BEGIN Data to examine

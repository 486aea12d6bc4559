//! Health check endpoints for monitoring and system status.

use axum::response::Json;

/// Health check endpoint
pub async fn health_handler() -> Json<serde_json::Value> {
    Json(serde_json::json!({
        "status": "healthy",
        "service": "expert_engine",
        "version": env!("CARGO_PKG_VERSION"),
        "timestamp": chrono::Utc::now().to_rfc3339(),
    }))
}

/// Root endpoint - provides server information
pub async fn root_handler() -> Json<serde_json::Value> {
    Json(serde_json::json!({
        "name": "Expert System Server",
        "version": env!("CARGO_PKG_VERSION"),
        "description": "Production-rule expert system with forward and backward chaining",
        "endpoints": {
            "auth": "/api/auth",
            "rules": "/api/rules",
            "facts": "/api/facts",
            "inference": "/api/inference",
            "history": "/api/history",
            "admin": "/api/admin",
            "health": "/health"
        },
        "session_isolation": true,
    }))
}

END Data to examine

What the task asks ▸ Only lines that include "Json" belong in the answer; copy all of them from the listing.

Solution to this task ▸
use axum::response::Json;
pub async fn health_handler() -> Json<serde_json::Value> {
    Json(serde_json::json!({
pub async fn root_handler() -> Json<serde_json::Value> {
    Json(serde_json::json!({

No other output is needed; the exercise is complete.